This was a pretty long interview, so rather than clutter than front page, I bumped this over the jump, so click on the link below.
Chatted for a long time with new UCLA commit Jacob Brendel, who blew my mind. Extremely bright kid. Extremely. He was very open with his answers, shockingly candid on some, and he sounds like he has a true understanding of himself and what he wants. I don’t often expect that from a teenager.
Here’s his profile, also:
In the era of “The Decision,” live television spectacles to announce to the world about college – or pro – destinations, Jacob Brendel wanted none of that.
The Plano East (Texas) offensive lineman saw his future being plucked off little by little, available scholarships at possible destinations being snatched up and secured, and he knew he had to act quickly.

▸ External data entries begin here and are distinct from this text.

//! Simulation results with physical axes.

use std::f64::consts::PI;
use std::io::Write;

use gisans_instrument::RectangularDetector;
use gisans_units::{ANGSTROM, DEG, MM};
use serde::{Deserialize, Serialize};

use crate::beam::Beam;
use crate::codec;
use crate::error::SimError;
use crate::map::IntensityMap;

/// A post-processed detector image together with its axis extents.
///
/// Extents are `[left, right, bottom, top]` over the outer pixel edges, in
/// three coordinate systems:
///
/// * millimetres on the detector, relative to the direct-beam position,
/// * exit angles in degrees (azimuth `phi_f` and inclination `alpha_f`),
/// * momentum transfer in reciprocal angstroms.
#[derive(Debug, Clone, PartialEq, Serialize, Deserialize)]
pub struct SimulationResult {
    data: IntensityMap,
    mm: [f64; 4],
    degrees: [f64; 4],
    q: [f64; 4],
}

impl SimulationResult {
    /// Wrap a detector image, computing the axis extents from the detector
    /// geometry and the beam.
    ///
    /// `origin` is the detector pixel at the lower-left corner of `data`,
    /// nonzero when the image was cropped to a region of interest.
    #[must_use]
    pub fn from_detector(
        data: IntensityMap,
        detector: &RectangularDetector,
        beam: &Beam,
        origin: (u32, u32),
    ) -> Self {
        let distance = detector.distance();
        let alpha_i = beam.direction.alpha;

        // Outer pixel edges relative to the direct-beam position (nm).
        let x_lo = f64::from(origin.0) * detector.pixel_width() - detector.u0;
        let x_hi = f64::from(origin.0 + data.n_x()) * detector.pixel_width() - detector.u0;
        let y_lo = f64::from(origin.1) * detector.pixel_height() - detector.v0;
        let y_hi = f64::from(origin.1 + data.n_y()) * detector.pixel_height() - detector.v0;

        let phi_lo = x_lo.atan2(distance);
        let phi_hi = x_hi.atan2(distance);
        let alpha_lo = y_lo.atan2(distance) - alpha_i;
        let alpha_hi = y_hi.atan2(distance) - alpha_i;

        let k = 2.0 * PI / (beam.wavelength / ANGSTROM);

        Self {
            data,
            mm: [x_lo / MM, x_hi / MM, y_lo / MM, y_hi / MM],
            degrees: [
                phi_lo / DEG,
                phi_hi / DEG,
                alpha_lo / DEG,
                alpha_hi / DEG,
            ],
            q: [
                k * phi_lo.sin(),
                k * phi_hi.sin(),
                k * (alpha_lo.sin() + alpha_i.sin()),
                k * (alpha_hi.sin() + alpha_i.sin()),
            ],
        }
    }

    /// The detector image.
    #[must_use]
    pub fn data(&self) -> &IntensityMap {
        &self.data
    }

    /// Extent in millimetres relative to the direct beam.
    #[must_use]
    pub fn extent_mm(&self) -> [f64; 4] {
        self.mm
    }

    /// Extent in exit angles (degrees).
    #[must_use]
    pub fn extent_degrees(&self) -> [f64; 4] {
        self.degrees
    }

    /// Extent in momentum transfer (reciprocal angstroms).
    #[must_use]
    pub fn extent_q(&self) -> [f64; 4] {
        self.q
    }

    /// Serialize the result to MessagePack bytes.
    ///
    /// # Errors
    ///
    /// Returns [`SimError::Encode`] if serialisation fails.
    pub fn to_msgpack(&self) -> Result<Vec<u8>, SimError> {
        codec::encode(self)
    }

    /// Restore a result from MessagePack bytes.
    ///
    /// # Errors
    ///
    /// Returns [`SimError::Decode`] if deserialisation fails.
    pub fn from_msgpack(bytes: &[u8]) -> Result<Self, SimError> {
        codec::decode(bytes)
    }

    /// Write the image as comma-separated values, one detector row per line,
    /// bottom row first.
    ///
    /// # Errors
    ///
    /// Returns [`SimError::Io`] if writing fails.
    pub fn write_csv<W: Write>(&self, writer: &mut W) -> Result<(), SimError> {
        for y in 0..self.data.n_y() {
            for x in 0..self.data.n_x() {
                if x > 0 {
                    write!(writer, ",")?;
                }
                write!(writer, "{}", self.data.get(x, y))?;
            }
            writeln!(writer)?;
        }
        Ok(())
    }
}

#[cfg(test)]
mod tests {
    use glam::DVec3;

    use crate::beam::Direction;

    use super::*;

    // 200 x 200 pixels of 5 mm at 5 m distance, direct beam at (500, 75) mm;
    // 6 angstrom beam at 2 degrees.
    fn test_setup() -> (RectangularDetector, Beam) {
        let detector = RectangularDetector::new(200, 1.0e9, 200, 1.0e9).positioned(
            DVec3::new(5.0e9, 0.0, 0.0),
            500.0e6,
            75.0e6,
        );
        let beam = Beam::new(1.0, 0.6, Direction::new(2.0 * DEG, 0.0));
        (detector, beam)
    }

    #[test]
    fn test_extent_mm_relative_to_direct_beam() {
        let (detector, beam) = test_setup();
        let result =
            SimulationResult::from_detector(IntensityMap::new(200, 200), &detector, &beam, (0, 0));
        let mm = result.extent_mm();
        assert!((mm[0] - -500.0).abs() < 1e-9);
        assert!((mm[1] - 500.0).abs() < 1e-9);
        assert!((mm[2] - -75.0).abs() < 1e-9);
        assert!((mm[3] - 925.0).abs() < 1e-9);
    }

    #[test]
    fn test_extent_degrees() {
        let (detector, beam) = test_setup();
        let result =
            SimulationResult::from_detector(IntensityMap::new(200, 200), &detector, &beam, (0, 0));
        let degrees = result.extent_degrees();
        // atan(0.1) either side of the beam.
        assert!((degrees[0] - -5.7105931).abs() < 1e-3);
        assert!((degrees[1] - 5.7105931).abs() < 1e-3);
        assert!((degrees[0] + degrees[1]).abs() < 1e-12);
        // Exit angles span atan(-0.015) - 2 deg to atan(0.185) - 2 deg.
        assert!((degrees[2] - -2.8594).abs() < 1e-3);
        assert!((degrees[3] - 8.4812).abs() < 1e-3);
    }

    #[test]
    fn test_extent_q() {
        let (detector, beam) = test_setup();
        let result =
            SimulationResult::from_detector(IntensityMap::new(200, 200), &detector, &beam, (0, 0));
        let q = result.extent_q();
        // k = 2 pi / 6 inverse angstroms.
        assert!((q[0] - -0.1042000).abs() < 1e-4);
        assert!((q[1] - 0.1042000).abs() < 1e-4);
        assert!((q[2] - -0.0156925).abs() < 1e-4);
        assert!((q[3] - 0.1909934).abs() < 1e-4);
    }

    #[test]
    fn test_cropped_extents_use_origin() {
        let (detector, beam) = test_setup();
        let result = SimulationResult::from_detector(
            IntensityMap::new(100, 50),
            &detector,
            &beam,
            (50, 100),
        );
        let mm = result.extent_mm();
        assert!((mm[0] - -250.0).abs() < 1e-9);
        assert!((mm[1] - 250.0).abs() < 1e-9);
        assert!((mm[2] - 425.0).abs() < 1e-9);
        assert!((mm[3] - 675.0).abs() < 1e-9);
    }

    #[test]
    fn test_write_csv() {
        let (detector, beam) = test_setup();
        let data = IntensityMap::from_vec(2, 2, vec![1.0, 2.0, 3.0, 4.0]).unwrap();
        let result = SimulationResult::from_detector(data, &detector, &beam, (0, 0));

        let mut buffer = Vec::new();
        result.write_csv(&mut buffer).unwrap();
        assert_eq!(String::from_utf8(buffer).unwrap(), "1,2\n3,4\n");
    }

    #[test]
    fn test_serialization_roundtrip() {
        let (detector, beam) = test_setup();
        let mut data = IntensityMap::new(4, 4);
        data.set(1, 2, 3.5);
        let result = SimulationResult::from_detector(data, &detector, &beam, (0, 0));

        let bytes = result.to_msgpack().unwrap();
        let restored = SimulationResult::from_msgpack(&bytes).unwrap();
        assert_eq!(result, restored);
    }
}
//! The incident beam.

use serde::{Deserialize, Serialize};

/// Beam direction in beam coordinates: inclination below the horizon and
/// azimuth within the sample plane, both in radians.
#[derive(Debug, Clone, Copy, PartialEq, Serialize, Deserialize)]
pub struct Direction {
    /// Inclination angle (rad).
    pub alpha: f64,
    /// Azimuthal angle (rad).
    pub phi: f64,
}

impl Direction {
    /// Create a direction.
    #[must_use]
    pub fn new(alpha: f64, phi: f64) -> Self {
        Self { alpha, phi }
    }
}

/// The incident beam of a scattering simulation.
#[derive(Debug, Clone, Copy, PartialEq, Serialize, Deserialize)]
pub struct Beam {
    /// Intensity scale.
    pub intensity: f64,
    /// Wavelength (nm).
    pub wavelength: f64,
    /// Incidence direction.
    pub direction: Direction,
}

impl Beam {
    /// Create a beam.
    #[must_use]
    pub fn new(intensity: f64, wavelength: f64, direction: Direction) -> Self {
        Self {
            intensity,
            wavelength,
            direction,
        }
    }
}
//! Model-layer error types.

/// Errors that can occur while building or validating sample models.
#[derive(Debug, Clone, PartialEq, Eq, thiserror::Error)]
pub enum ModelError {
    /// A slab stack needs at least an ambient and a substrate slab.
    #[error("ambient and substrate slabs required, got {0}")]
    TooFewSlabs(usize),

    /// Slab names identify layers and must not repeat within a stack.
    #[error("slab name `{0}` is not unique")]
    DuplicateSlabName(String),
}
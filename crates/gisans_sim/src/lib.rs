//! # gisans_sim
//!
//! Simulation assembly for the GISANS toolkit. A [`Simulation`] combines a
//! [`Sample`](gisans_model::Sample) with an
//! [`Experiment`](gisans_instrument::Experiment) and assembles a
//! [`ScatteringSimulation`]: the complete, serializable description of one
//! GISANS measurement, including the beam, the detector, the resolved
//! multilayer, and the requested resolution treatment.
//!
//! The toolkit deliberately stops short of solving the scattering problem.
//! An external engine computes the raw detector image for the description
//! (sub-simulation by sub-simulation via [`ScatteringSimulation::sampling_plan`]);
//! [`ScatteringSimulation::postprocess`] then applies the fast resolution
//! smears, background, masks, and region of interest, and wraps the image
//! into a [`SimulationResult`] with axes in detector, angle, and q space.

pub mod beam;
pub mod codec;
pub mod error;
pub mod map;
pub mod options;
pub mod result;
pub mod simulation;
pub mod smear;

pub use beam::{Beam, Direction};
pub use error::SimError;
pub use map::{IntensityMap, PixelRect};
pub use options::{AxisResolution, PolarizationOptions, PolarizationState, ResolutionOptions};
pub use result::SimulationResult;
pub use simulation::{
    BeamVariant, DistributionTarget, FastAxis, ParameterDistribution, ScatteringSimulation,
    Simulation, SimulationOptions,
};
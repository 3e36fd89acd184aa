//! The sample abstraction consumed by simulation builders.

use crate::error::ModelError;
use crate::layer::Multilayer;

/// Anything that can produce a multilayer for simulation.
///
/// Implement this for your sample type; the simulation builder only needs
/// the resolved [`Multilayer`] and the averaging flag.
pub trait Sample {
    /// Build the multilayer describing this sample.
    ///
    /// # Errors
    ///
    /// Implementations report invalid model descriptions as [`ModelError`].
    fn multilayer(&self) -> Result<Multilayer, ModelError>;

    /// Whether layer-averaged materials should be used when solving the
    /// full structural model. Defaults to `true`.
    fn use_average_materials(&self) -> bool {
        true
    }
}
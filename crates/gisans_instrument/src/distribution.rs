//! One-dimensional parameter distributions.
//!
//! Distributions are sampled deterministically: `n` equidistant points over
//! the support, weighted by the probability density and renormalized to sum
//! to one. A single-sample request always yields the central value.

use serde::{Deserialize, Serialize};

/// A sampled distribution point.
#[derive(Debug, Clone, Copy, PartialEq, Serialize, Deserialize)]
pub struct WeightedValue {
    /// The parameter value.
    pub value: f64,
    /// Normalized weight of this value.
    pub weight: f64,
}

/// A one-dimensional probability distribution over a parameter.
#[derive(Debug, Clone, Copy, PartialEq, Serialize, Deserialize)]
pub enum Distribution1D {
    /// Flat distribution between `min` and `max`.
    Gate {
        /// Lower edge.
        min: f64,
        /// Upper edge.
        max: f64,
    },
    /// Trapezoidal distribution: linear rise over `left`, plateau of width
    /// `middle` centred on `center`, linear fall over `right`.
    Trapezoid {
        /// Center of the plateau.
        center: f64,
        /// Width of the rising edge.
        left: f64,
        /// Full width of the plateau.
        middle: f64,
        /// Width of the falling edge.
        right: f64,
    },
    /// Gaussian distribution, sampled over ±2σ.
    Gaussian {
        /// Mean value.
        mean: f64,
        /// Standard deviation.
        std_dev: f64,
    },
}

impl Distribution1D {
    /// The central value of the distribution.
    #[must_use]
    pub fn center(&self) -> f64 {
        match self {
            Distribution1D::Gate { min, max } => 0.5 * (min + max),
            Distribution1D::Trapezoid { center, .. } => *center,
            Distribution1D::Gaussian { mean, .. } => *mean,
        }
    }

    /// The sampled support `(low, high)` of the distribution.
    #[must_use]
    pub fn support(&self) -> (f64, f64) {
        match self {
            Distribution1D::Gate { min, max } => (*min, *max),
            Distribution1D::Trapezoid {
                center,
                left,
                middle,
                right,
            } => (center - left - middle / 2.0, center + middle / 2.0 + right),
            Distribution1D::Gaussian { mean, std_dev } => {
                (mean - 2.0 * std_dev, mean + 2.0 * std_dev)
            }
        }
    }

    /// Normalized probability density at `x`.
    #[must_use]
    pub fn density(&self, x: f64) -> f64 {
        match self {
            Distribution1D::Gate { min, max } => {
                if x < *min || x > *max || max <= min {
                    0.0
                } else {
                    1.0 / (max - min)
                }
            }
            Distribution1D::Trapezoid {
                center,
                left,
                middle,
                right,
            } => {
                let plateau_lo = center - middle / 2.0;
                let plateau_hi = center + middle / 2.0;
                let lo = plateau_lo - left;
                let hi = plateau_hi + right;
                let height = 1.0 / (middle + (left + right) / 2.0);
                if x < lo || x > hi {
                    0.0
                } else if x < plateau_lo {
                    height * (x - lo) / left
                } else if x > plateau_hi {
                    height * (hi - x) / right
                } else {
                    height
                }
            }
            Distribution1D::Gaussian { mean, std_dev } => {
                let t = (x - mean) / std_dev;
                (-0.5 * t * t).exp() / (std_dev * (2.0 * std::f64::consts::PI).sqrt())
            }
        }
    }

    /// Sample `n` equidistant points over the support with normalized
    /// weights. `n == 1` yields the central value with weight one; `n == 0`
    /// yields nothing.
    #[must_use]
    pub fn sample(&self, n: u32) -> Vec<WeightedValue> {
        match n {
            0 => Vec::new(),
            1 => vec![WeightedValue {
                value: self.center(),
                weight: 1.0,
            }],
            _ => {
                let (lo, hi) = self.support();
                if hi <= lo {
                    return vec![WeightedValue {
                        value: self.center(),
                        weight: 1.0,
                    }];
                }
                let step = (hi - lo) / f64::from(n - 1);
                let mut points: Vec<WeightedValue> = (0..n)
                    .map(|i| {
                        let value = lo + f64::from(i) * step;
                        WeightedValue {
                            value,
                            weight: self.density(value),
                        }
                    })
                    .collect();
                let total: f64 = points.iter().map(|p| p.weight).sum();
                if total > 0.0 {
                    for p in &mut points {
                        p.weight /= total;
                    }
                }
                points
            }
        }
    }
}

#[cfg(test)]
mod tests {
    use super::*;

    #[test]
    fn test_single_sample_is_center() {
        let gate = Distribution1D::Gate { min: 2.0, max: 4.0 };
        let samples = gate.sample(1);
        assert_eq!(samples.len(), 1);
        assert_eq!(samples[0].value, 3.0);
        assert_eq!(samples[0].weight, 1.0);
    }

    #[test]
    fn test_gate_samples_flat_and_normalized() {
        let gate = Distribution1D::Gate { min: 0.0, max: 1.0 };
        let samples = gate.sample(5);
        assert_eq!(samples.len(), 5);
        assert_eq!(samples[0].value, 0.0);
        assert_eq!(samples[4].value, 1.0);
        let total: f64 = samples.iter().map(|p| p.weight).sum();
        assert!((total - 1.0).abs() < 1e-12);
        for p in &samples {
            assert!((p.weight - 0.2).abs() < 1e-12);
        }
    }

    #[test]
    fn test_triangle_weights_peak_at_center() {
        // Trapezoid with no plateau is a triangle.
        let tri = Distribution1D::Trapezoid {
            center: 0.0,
            left: 1.0,
            middle: 0.0,
            right: 1.0,
        };
        let samples = tri.sample(5);
        let weights: Vec<f64> = samples.iter().map(|p| p.weight).collect();
        assert!((weights[0] - 0.0).abs() < 1e-12);
        assert!((weights[1] - 0.25).abs() < 1e-12);
        assert!((weights[2] - 0.5).abs() < 1e-12);
        assert!((weights[3] - 0.25).abs() < 1e-12);
        assert!((weights[4] - 0.0).abs() < 1e-12);
    }

    #[test]
    fn test_trapezoid_support_and_plateau_density() {
        let trap = Distribution1D::Trapezoid {
            center: 6.0,
            left: 0.5,
            middle: 1.0,
            right: 0.5,
        };
        assert_eq!(trap.support(), (5.0, 7.0));
        // Area = middle*h + (left+right)*h/2 must be one.
        let h = trap.density(6.0);
        assert!((h * (1.0 + 0.5) - 1.0).abs() < 1e-12);
    }

    #[test]
    fn test_gaussian_samples_symmetric() {
        let gauss = Distribution1D::Gaussian {
            mean: 10.0,
            std_dev: 0.5,
        };
        let samples = gauss.sample(7);
        assert_eq!(samples.len(), 7);
        assert!((samples[0].value - 9.0).abs() < 1e-12);
        assert!((samples[6].value - 11.0).abs() < 1e-12);
        let total: f64 = samples.iter().map(|p| p.weight).sum();
        assert!((total - 1.0).abs() < 1e-12);
        for i in 0..3 {
            assert!((samples[i].weight - samples[6 - i].weight).abs() < 1e-12);
        }
        assert!(samples[3].weight > samples[2].weight);
    }

    #[test]
    fn test_zero_samples_yield_nothing() {
        let gate = Distribution1D::Gate { min: 0.0, max: 1.0 };
        assert!(gate.sample(0).is_empty());
    }

    #[test]
    fn test_serialization_roundtrip() {
        let trap = Distribution1D::Trapezoid {
            center: 0.6,
            left: 0.03,
            middle: 0.0,
            right: 0.03,
        };
        let bytes = rmp_serde::to_vec(&trap).unwrap();
        let restored: Distribution1D = rmp_serde::from_slice(&bytes).unwrap();
        assert_eq!(trap, restored);
    }
}
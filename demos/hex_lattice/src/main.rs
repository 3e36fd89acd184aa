//! Hexagonal lattice example: spherical particles on a substrate.
//!
//! Assembles GISANS simulation descriptions for spheres forming a hexagonal
//! 2D lattice and walks through every resolution treatment the toolkit
//! offers: binned sub-simulations, fast detector-space smearing, and
//! combinations of both. The scattering engine is external, so the raw
//! detector image is stood in by a synthetic specular spot per beam variant;
//! assembly, sampling plans, post-processing, and exports are the real
//! thing.
//!
//! Outputs land in `out/`: the simulation description and the
//! post-processed result per variant (MessagePack), the detector image as
//! CSV, and an `index.json` summarising the variants.

use std::fs;
use std::fs::File;

use anyhow::Result;
use tracing::info;
use tracing_subscriber::EnvFilter;

use gisans_instrument::{Alignment, GenericSans};
use gisans_model::{
    DecayFunction2D, FormFactor, Interference, Lattice2D, Layer, Material, ModelError, Multilayer,
    Particle, ParticleLayout, Sample,
};
use gisans_sim::{
    codec, AxisResolution, IntensityMap, ResolutionOptions, ScatteringSimulation, Simulation,
};
use gisans_units::DEG;

/// Spheres of 10 nm radius on a silicon substrate, ordered on a 20 nm
/// hexagonal lattice with Cauchy coherence decay.
struct HexLatticeSample;

impl Sample for HexLatticeSample {
    fn multilayer(&self) -> Result<Multilayer, ModelError> {
        let mut layout = ParticleLayout::new();
        layout.add_particle(Particle::new(
            Material::refractive("Particle", 6e-4, 2e-8),
            FormFactor::FullSphere { radius: 10.0 },
        ));
        layout.set_interference(Interference::Lattice2D {
            lattice: Lattice2D::new(20.0, 20.0, 120.0 * DEG, 0.0),
            decay: DecayFunction2D::Cauchy {
                decay_x: 10.0,
                decay_y: 10.0,
                gamma: 0.0,
            },
        });
        // One particle per hexagonal unit cell.
        layout.set_total_density(0.00288675134595);

        Ok(Multilayer::new()
            .with_layer(Layer::semi_infinite(Material::vacuum()).with_layout(layout))
            .with_layer(Layer::semi_infinite(Material::refractive(
                "Substrate",
                6e-6,
                2e-8,
            ))))
    }
}

#[derive(serde::Serialize)]
struct VariantSummary {
    name: &'static str,
    sub_simulations: usize,
    fast_axes: usize,
    extent_q: [f64; 4],
}

fn main() -> Result<()> {
    tracing_subscriber::fmt()
        .with_env_filter(EnvFilter::from_default_env().add_directive("hex_lattice=info".parse()?))
        .init();

    let instrument = GenericSans::default()
        .with_detector_distance(5.0)
        .with_collimation_length(5.0)
        .with_alpha_i(2.0)
        .with_dlambda_rel(0.1)
        .with_alignment(Alignment::beam_center(100.0, 15.0));
    let sim = Simulation::new(HexLatticeSample, instrument);

    use AxisResolution::{Binned, Fast, Off};
    let variants: [(&str, ResolutionOptions); 8] = [
        ("binned_phi", ResolutionOptions::new(Off, Off, Binned(11))),
        ("fast_phi", ResolutionOptions::new(Off, Off, Fast)),
        ("binned_alpha", ResolutionOptions::new(Off, Binned(11), Off)),
        ("fast_alpha", ResolutionOptions::new(Off, Fast, Off)),
        (
            "binned_wavelength",
            ResolutionOptions::new(Binned(11), Off, Off),
        ),
        ("fast_wavelength", ResolutionOptions::new(Fast, Off, Off)),
        (
            "binned_all",
            ResolutionOptions::new(Binned(5), Binned(11), Binned(11)),
        ),
        (
            "fast_phi_binned_rest",
            ResolutionOptions::new(Binned(5), Binned(11), Fast),
        ),
    ];

    fs::create_dir_all("out")?;
    let mut summaries = Vec::new();

    for (name, resolution) in variants {
        let description = sim.gisans(&resolution)?;
        let plan = description.sampling_plan();
        info!(
            variant = name,
            sub_simulations = plan.len(),
            fast_axes = description.fast_axes.len(),
            "assembled simulation"
        );

        fs::write(
            format!("out/{name}.sim.msgpack"),
            codec::encode(&description)?,
        )?;

        let raw = synthetic_image(&description);
        let result = description.postprocess(raw)?;
        fs::write(format!("out/{name}.result.msgpack"), result.to_msgpack()?)?;
        let mut csv = File::create(format!("out/{name}.csv"))?;
        result.write_csv(&mut csv)?;

        summaries.push(VariantSummary {
            name,
            sub_simulations: plan.len(),
            fast_axes: description.fast_axes.len(),
            extent_q: result.extent_q(),
        });
    }

    fs::write("out/index.json", serde_json::to_string_pretty(&summaries)?)?;
    info!(variants = summaries.len(), "wrote out/index.json");
    Ok(())
}

/// Stand-in for the external scattering engine: one Gaussian specular spot
/// per beam variant, placed where a beam at that inclination and azimuth
/// would reflect onto the detector.
fn synthetic_image(description: &ScatteringSimulation) -> IntensityMap {
    let detector = description.detector;
    let distance = detector.distance();
    let mut map = IntensityMap::new(detector.n_x, detector.n_y);
    for variant in description.sampling_plan() {
        let x = (detector.u0 + distance * variant.phi.tan()) / detector.pixel_width() - 0.5;
        let y =
            (detector.v0 + distance * (2.0 * variant.alpha).tan()) / detector.pixel_height() - 0.5;
        add_spot(&mut map, x, y, variant.weight * description.beam.intensity);
    }
    map
}

fn add_spot(map: &mut IntensityMap, cx: f64, cy: f64, amplitude: f64) {
    const SIGMA_PX: f64 = 1.5;
    for y in 0..map.n_y() {
        for x in 0..map.n_x() {
            let dx = (f64::from(x) - cx) / SIGMA_PX;
            let dy = (f64::from(y) - cy) / SIGMA_PX;
            let value = map.get(x, y) + amplitude * (-0.5 * (dx * dx + dy * dy)).exp();
            map.set(x, y, value);
        }
    }
}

So he called Bob Palcic a few days ago and became the fourth offensive lineman to commit to UCLA so far.
“One reason why I committed is that here aren’t unlimited spots; schools only have so many positions open for O-Linemen,” said Brendel, rated the No. 6 center in the country by Scout.com. “To me, I already lost one of my schools, Northwestern – they wanted three offensive linemen and all three committed – and that made me wake up and say I need to make a decision. I wanted to reserve a spot.”
Brendel said he did not buy into the hoopla.
He didn’t buy into the idea of waiting until late in the game to build suspense.
And he certainly didn’t buy into the hype that his recruiters were selling him.
With offers from Cal, Stanford and Arizona among others, he was not dazzled by history or facilities or strategy.
Only by the players and coaches.
“In the back of my mind, I know that college football is a business, and I realize that the only reason colleges have sports is to bring in money,” Brendel said. “That’s part of the reason why they’re trying to recruit the best players, sure. But to me, I didn’t look for how impressive the school is or how amazing they used to be. It was about how well I could bond with the coaches and the students who are already there. I’m that type of person. That’s what set my mind on UCLA.”
First and foremost, Palcic.
Brendel said he has a great relationship with the Bruins’ offensive line coach, forged on mutual respect and a similar attitude.
“Palcic has been around – he’s been a coach in the NFL, many colleges, and I feel like he knows what he’s talking about,” Brendel said. “He’s not learning. He’s learned all he needs to learn. He’s an expert at what he does, and he shoots it to his players and coaches straight. He doesn’t sugar-coat things, and I don’t sugar-coat things. The bond between he and I will be strong for years to come.”
It’s a bond that he also shares with UCLA head coach Rick Neuheisel.
Soon after calling Palcic, Brendel was on the phone with Neuheisel, whom Brendel admires for his loyalty to the Bruins.
“The passion that he has for UCLA, his alma mater, came out the first second I met him,” said Brendel, who is listed on Scout at 6-foot-4.5 and 240 pounds. “I just knew that he loved where he was. He loves his job. Really, that made it for me. I trusted him then. What’s the importance of a relationship with him? He calls the shots. Same with my head coach at Plano East. You need to have a relationship with that person, so he knows what kind of player you are. Player and man.”
But Brendel also understands that he is part of a class of recruits, and beyond that part of a large team, so his relationships with his fellow players will be paramount. He’s already gotten to know several players, and he is particularly interested in UCLA’s 2011 class, which has verbal commitments from offensive linemen Torian White, Marc Mustoe and Ben Wysocki, tight end Junior Pomee and wide receiver Brandin Cooks.
“I learned the second I started playing offensive line that you have to have a great bond with the fellow offensive linemen and the entire team,” Brendel said. “You can’t push on your fellow players if they don’t know and trust you. Without that trust, it’s hard to have a quality team. From looking at the already committed offensive linemen, I could definitely see myself building good relationships with those people.”
As of now, Brendel is a firm verbal commitment, wavering not the least. But unlike many several recruits, who say they’re locked up and then flip late in the process, Brendel is candid about his status with the Bruins and his potential to land elsewhere.
“I really can’t answer that question,” Brendel said. “I can’t tell the future; right now I’m very, very excited about a chance to go to UCLA and play football. But there are schools out there that I’m more excited about. Those schools really aren’t an option for me right now. But if they do become an option, things might change. Really, there’s always an option. Right now, it’s only words. There’s no paperwork.”